# Build a Blockchain! - Blockchain Design Exercises

## HW1 - Build a Blockchain in Python

#### Getting Started

CS 198-077 Spring 2020 
HW1-Build a Blockchain in Python

Created by Omkar Shanbhag, Updated by Simon Guo

This notebook is meant to be a short introduction to Blockchain implementations, aimed at helping us take the topics we learn about in fundamentals, and seeing how they translate to code. 

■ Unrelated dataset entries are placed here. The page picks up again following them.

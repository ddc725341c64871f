// In-process port implementations that record every call.
//
// Each fake exposes switches to make the next calls fail, so tests can walk
// the error paths without a real OS behind them.
use super::{Platform, lock};
use crate::error::PlatformError;
use crate::model::{AlarmId, ScheduledTrigger, TriggerKey, TriggerPayload};
use crate::ports::{
    AlarmNotification, AudioService, Clock, DeferredTask, DeferredTaskService, ExactTimerService,
    LaunchStyle, NotificationPoster, PermissionProbe, PortResult, PowerService, RingingScreen,
    WakeLockId,
};
use chrono::NaiveDateTime;
use std::collections::HashMap;
use std::sync::atomic::{AtomicBool, AtomicU64, AtomicUsize, Ordering};
use std::sync::{Arc, Mutex};
use std::time::Duration;

/// A clock that only moves when told to. Local time is treated as UTC.
#[derive(Debug)]
pub struct FixedClock {
    now: Mutex<NaiveDateTime>,
}

impl FixedClock {
    pub fn new(now: NaiveDateTime) -> Self {
        Self {
            now: Mutex::new(now),
        }
    }

    pub fn set(&self, now: NaiveDateTime) {
        *lock(&self.now) = now;
    }

    pub fn advance(&self, by: chrono::Duration) {
        let mut now = lock(&self.now);
        *now += by;
    }
}

impl Clock for FixedClock {
    fn now_local(&self) -> NaiveDateTime {
        *lock(&self.now)
    }

    fn now_millis(&self) -> i64 {
        self.to_epoch_millis(self.now_local())
    }

    fn to_epoch_millis(&self, local: NaiveDateTime) -> i64 {
        local.and_utc().timestamp_millis()
    }
}

#[derive(Debug)]
pub struct MemoryTimerService {
    permitted: AtomicBool,
    fail_schedule: AtomicBool,
    armed: Mutex<HashMap<TriggerKey, ScheduledTrigger>>,
    cancelled: Mutex<Vec<TriggerKey>>,
}

impl Default for MemoryTimerService {
    fn default() -> Self {
        Self {
            permitted: AtomicBool::new(true),
            fail_schedule: AtomicBool::new(false),
            armed: Mutex::new(HashMap::new()),
            cancelled: Mutex::new(Vec::new()),
        }
    }
}

impl MemoryTimerService {
    pub fn new() -> Self {
        Self::default()
    }

    pub fn set_permitted(&self, permitted: bool) {
        self.permitted.store(permitted, Ordering::SeqCst);
    }

    pub fn fail_schedules(&self, fail: bool) {
        self.fail_schedule.store(fail, Ordering::SeqCst);
    }

    /// Armed timers, earliest first.
    pub fn armed(&self) -> Vec<ScheduledTrigger> {
        let mut out: Vec<_> = lock(&self.armed).values().cloned().collect();
        out.sort_by_key(|t| (t.fire_at_ms, t.key.request_code()));
        out
    }

    pub fn armed_for(&self, alarm_id: AlarmId) -> Vec<ScheduledTrigger> {
        self.armed()
            .into_iter()
            .filter(|t| t.key.alarm_id() == alarm_id)
            .collect()
    }

    /// Every cancel call received, in order, including unknown keys.
    pub fn cancelled(&self) -> Vec<TriggerKey> {
        lock(&self.cancelled).clone()
    }

    pub fn clear_log(&self) {
        lock(&self.cancelled).clear();
    }

    /// Removes and returns an armed timer as if it had fired.
    pub fn fire(&self, key: TriggerKey) -> Option<ScheduledTrigger> {
        lock(&self.armed).remove(&key)
    }
}

impl ExactTimerService for MemoryTimerService {
    fn can_schedule_exact(&self) -> bool {
        self.permitted.load(Ordering::SeqCst)
    }

    fn schedule(&self, trigger: &ScheduledTrigger) -> PortResult {
        if !self.can_schedule_exact() {
            return Err(PlatformError::PermissionDenied(
                "exact alarms not allowed".to_string(),
            ));
        }
        if self.fail_schedule.load(Ordering::SeqCst) {
            return Err(PlatformError::rejected("timer service refused"));
        }
        lock(&self.armed).insert(trigger.key, trigger.clone());
        Ok(())
    }

    fn cancel(&self, key: TriggerKey) -> PortResult {
        lock(&self.armed).remove(&key);
        lock(&self.cancelled).push(key);
        Ok(())
    }
}

#[derive(Debug, Default)]
pub struct MemoryTaskQueue {
    tasks: Mutex<Vec<DeferredTask>>,
    fail: AtomicBool,
}

impl MemoryTaskQueue {
    pub fn new() -> Self {
        Self::default()
    }

    pub fn fail_enqueues(&self, fail: bool) {
        self.fail.store(fail, Ordering::SeqCst);
    }

    pub fn get(&self, key: &str) -> Option<DeferredTask> {
        lock(&self.tasks).iter().find(|t| t.key == key).cloned()
    }

    /// Removes a pending task as if it had come due.
    pub fn take(&self, key: &str) -> Option<DeferredTask> {
        let mut tasks = lock(&self.tasks);
        let pos = tasks.iter().position(|t| t.key == key)?;
        Some(tasks.remove(pos))
    }

    pub fn with_tag(&self, tag: &str) -> Vec<DeferredTask> {
        lock(&self.tasks)
            .iter()
            .filter(|t| t.has_tag(tag))
            .cloned()
            .collect()
    }
}

impl DeferredTaskService for MemoryTaskQueue {
    fn enqueue(&self, task: DeferredTask) -> PortResult {
        if self.fail.load(Ordering::SeqCst) {
            return Err(PlatformError::unavailable("task queue offline"));
        }
        let mut tasks = lock(&self.tasks);
        tasks.retain(|t| t.key != task.key);
        tasks.push(task);
        Ok(())
    }

    fn cancel_by_key(&self, key: &str) -> PortResult {
        lock(&self.tasks).retain(|t| t.key != key);
        Ok(())
    }

    fn cancel_by_tag(&self, tag: &str) -> PortResult {
        lock(&self.tasks).retain(|t| !t.has_tag(tag));
        Ok(())
    }

    fn cancel_all(&self) -> PortResult {
        lock(&self.tasks).clear();
        Ok(())
    }

    fn pending(&self) -> Vec<DeferredTask> {
        lock(&self.tasks).clone()
    }
}

#[derive(Debug, Default)]
pub struct MemoryNotifier {
    posted: Mutex<Vec<AlarmNotification>>,
    cancelled: Mutex<Vec<i64>>,
    fail: AtomicBool,
}

impl MemoryNotifier {
    pub fn new() -> Self {
        Self::default()
    }

    pub fn fail_posts(&self, fail: bool) {
        self.fail.store(fail, Ordering::SeqCst);
    }

    pub fn posted(&self) -> Vec<AlarmNotification> {
        lock(&self.posted).clone()
    }

    pub fn cancelled(&self) -> Vec<i64> {
        lock(&self.cancelled).clone()
    }
}

impl NotificationPoster for MemoryNotifier {
    fn post(&self, notification: &AlarmNotification) -> PortResult {
        if self.fail.load(Ordering::SeqCst) {
            return Err(PlatformError::PermissionDenied(
                "notifications blocked".to_string(),
            ));
        }
        lock(&self.posted).push(notification.clone());
        Ok(())
    }

    fn cancel(&self, id: i64) -> PortResult {
        lock(&self.cancelled).push(id);
        Ok(())
    }
}

#[derive(Debug, Default)]
pub struct MemoryAudio {
    playing: AtomicBool,
    fail_start: AtomicBool,
    starts: Mutex<Vec<TriggerPayload>>,
    stops: AtomicUsize,
}

impl MemoryAudio {
    pub fn new() -> Self {
        Self::default()
    }

    pub fn fail_starts(&self, fail: bool) {
        self.fail_start.store(fail, Ordering::SeqCst);
    }

    /// Simulates the OS killing (or reviving) playback behind our back.
    pub fn set_playing(&self, playing: bool) {
        self.playing.store(playing, Ordering::SeqCst);
    }

    pub fn starts(&self) -> Vec<TriggerPayload> {
        lock(&self.starts).clone()
    }

    pub fn stop_count(&self) -> usize {
        self.stops.load(Ordering::SeqCst)
    }
}

impl AudioService for MemoryAudio {
    fn start(&self, payload: &TriggerPayload) -> PortResult {
        lock(&self.starts).push(payload.clone());
        if self.fail_start.load(Ordering::SeqCst) {
            return Err(PlatformError::unavailable("audio service not started"));
        }
        self.playing.store(true, Ordering::SeqCst);
        Ok(())
    }

    fn stop(&self) -> PortResult {
        self.stops.fetch_add(1, Ordering::SeqCst);
        self.playing.store(false, Ordering::SeqCst);
        Ok(())
    }

    fn is_playing(&self) -> bool {
        self.playing.load(Ordering::SeqCst)
    }
}

#[derive(Debug, Default)]
pub struct MemoryPower {
    next_id: AtomicU64,
    fail: AtomicBool,
    acquired: Mutex<Vec<(String, Duration)>>,
    released: Mutex<Vec<WakeLockId>>,
}

impl MemoryPower {
    pub fn new() -> Self {
        Self::default()
    }

    pub fn fail_acquire(&self, fail: bool) {
        self.fail.store(fail, Ordering::SeqCst);
    }

    pub fn acquired(&self) -> Vec<(String, Duration)> {
        lock(&self.acquired).clone()
    }

    pub fn released(&self) -> Vec<WakeLockId> {
        lock(&self.released).clone()
    }
}

impl PowerService for MemoryPower {
    fn acquire_wake_lock(&self, tag: &str, timeout: Duration) -> PortResult<WakeLockId> {
        if self.fail.load(Ordering::SeqCst) {
            return Err(PlatformError::unavailable("power service unavailable"));
        }
        lock(&self.acquired).push((tag.to_string(), timeout));
        Ok(WakeLockId(self.next_id.fetch_add(1, Ordering::SeqCst) + 1))
    }

    fn release_wake_lock(&self, id: WakeLockId) -> PortResult {
        lock(&self.released).push(id);
        Ok(())
    }
}

#[derive(Debug, Default)]
pub struct MemoryScreen {
    locked: AtomicBool,
    fail_aggressive: AtomicBool,
    fail_all: AtomicBool,
    launches: Mutex<Vec<(AlarmId, LaunchStyle)>>,
}

impl MemoryScreen {
    pub fn new() -> Self {
        Self::default()
    }

    pub fn set_locked(&self, locked: bool) {
        self.locked.store(locked, Ordering::SeqCst);
    }

    /// Background activity start restrictions: only the minimal launch works.
    pub fn fail_aggressive(&self, fail: bool) {
        self.fail_aggressive.store(fail, Ordering::SeqCst);
    }

    pub fn fail_all(&self, fail: bool) {
        self.fail_all.store(fail, Ordering::SeqCst);
    }

    /// Successful launches, in order.
    pub fn launches(&self) -> Vec<(AlarmId, LaunchStyle)> {
        lock(&self.launches).clone()
    }
}

impl RingingScreen for MemoryScreen {
    fn launch(&self, payload: &TriggerPayload, style: LaunchStyle) -> PortResult {
        if self.fail_all.load(Ordering::SeqCst)
            || (style == LaunchStyle::Aggressive && self.fail_aggressive.load(Ordering::SeqCst))
        {
            return Err(PlatformError::rejected(format!(
                "{:?} launch blocked",
                style
            )));
        }
        lock(&self.launches).push((payload.alarm_id, style));
        Ok(())
    }

    fn is_device_locked(&self) -> bool {
        self.locked.load(Ordering::SeqCst)
    }
}

#[derive(Debug)]
pub struct StaticPermissions {
    exact_alarm: AtomicBool,
    battery_exempt: AtomicBool,
}

impl StaticPermissions {
    pub fn new(exact_alarm: bool, battery_exempt: bool) -> Self {
        Self {
            exact_alarm: AtomicBool::new(exact_alarm),
            battery_exempt: AtomicBool::new(battery_exempt),
        }
    }

    pub fn set_exact_alarm(&self, granted: bool) {
        self.exact_alarm.store(granted, Ordering::SeqCst);
    }

    pub fn set_battery_exempt(&self, exempt: bool) {
        self.battery_exempt.store(exempt, Ordering::SeqCst);
    }
}

impl PermissionProbe for StaticPermissions {
    fn exact_alarm_permission_granted(&self) -> bool {
        self.exact_alarm.load(Ordering::SeqCst)
    }

    fn is_ignoring_battery_optimizations(&self) -> bool {
        self.battery_exempt.load(Ordering::SeqCst)
    }
}

/// Every memory fake, with concrete types kept for inspection.
#[derive(Clone)]
pub struct MemoryPlatform {
    pub clock: Arc<FixedClock>,
    pub timers: Arc<MemoryTimerService>,
    pub tasks: Arc<MemoryTaskQueue>,
    pub notifier: Arc<MemoryNotifier>,
    pub audio: Arc<MemoryAudio>,
    pub power: Arc<MemoryPower>,
    pub screen: Arc<MemoryScreen>,
    pub permissions: Arc<StaticPermissions>,
}

impl MemoryPlatform {
    /// All permissions granted, clock at `now`.
    pub fn new(now: NaiveDateTime) -> Self {
        Self {
            clock: Arc::new(FixedClock::new(now)),
            timers: Arc::new(MemoryTimerService::new()),
            tasks: Arc::new(MemoryTaskQueue::new()),
            notifier: Arc::new(MemoryNotifier::new()),
            audio: Arc::new(MemoryAudio::new()),
            power: Arc::new(MemoryPower::new()),
            screen: Arc::new(MemoryScreen::new()),
            permissions: Arc::new(StaticPermissions::new(true, true)),
        }
    }

    pub fn platform(&self) -> Platform {
        Platform {
            clock: self.clock.clone(),
            timers: self.timers.clone(),
            tasks: self.tasks.clone(),
            notifier: self.notifier.clone(),
            audio: self.audio.clone(),
            power: self.power.clone(),
            screen: self.screen.clone(),
            permissions: self.permissions.clone(),
        }
    }
}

In this notebook we will implement various different aspects of Blockchain technology that we understand including: 

- The Blockchain Data Structure using OOP 
- A proof of work simulation 
- Understanding of the concept of difficulty of finding the next block hash 
- A simulation of multiple miners with varying computational powers 
- A bit of data analytics to see if what we've implemented makes sense 

In [None]:
#Import statements
import hashlib as hasher 
import random as rand
import time 
import datetime as date
import ipyparallel as ipp
import numpy as np
import matplotlib.pyplot as plt

# Blockchain Data Structure Design

In this section we will define the class "Block" and create an init function that creates a new block given some parameters, as well as a function hash_block, that computes the hash of this block based on its class variables. 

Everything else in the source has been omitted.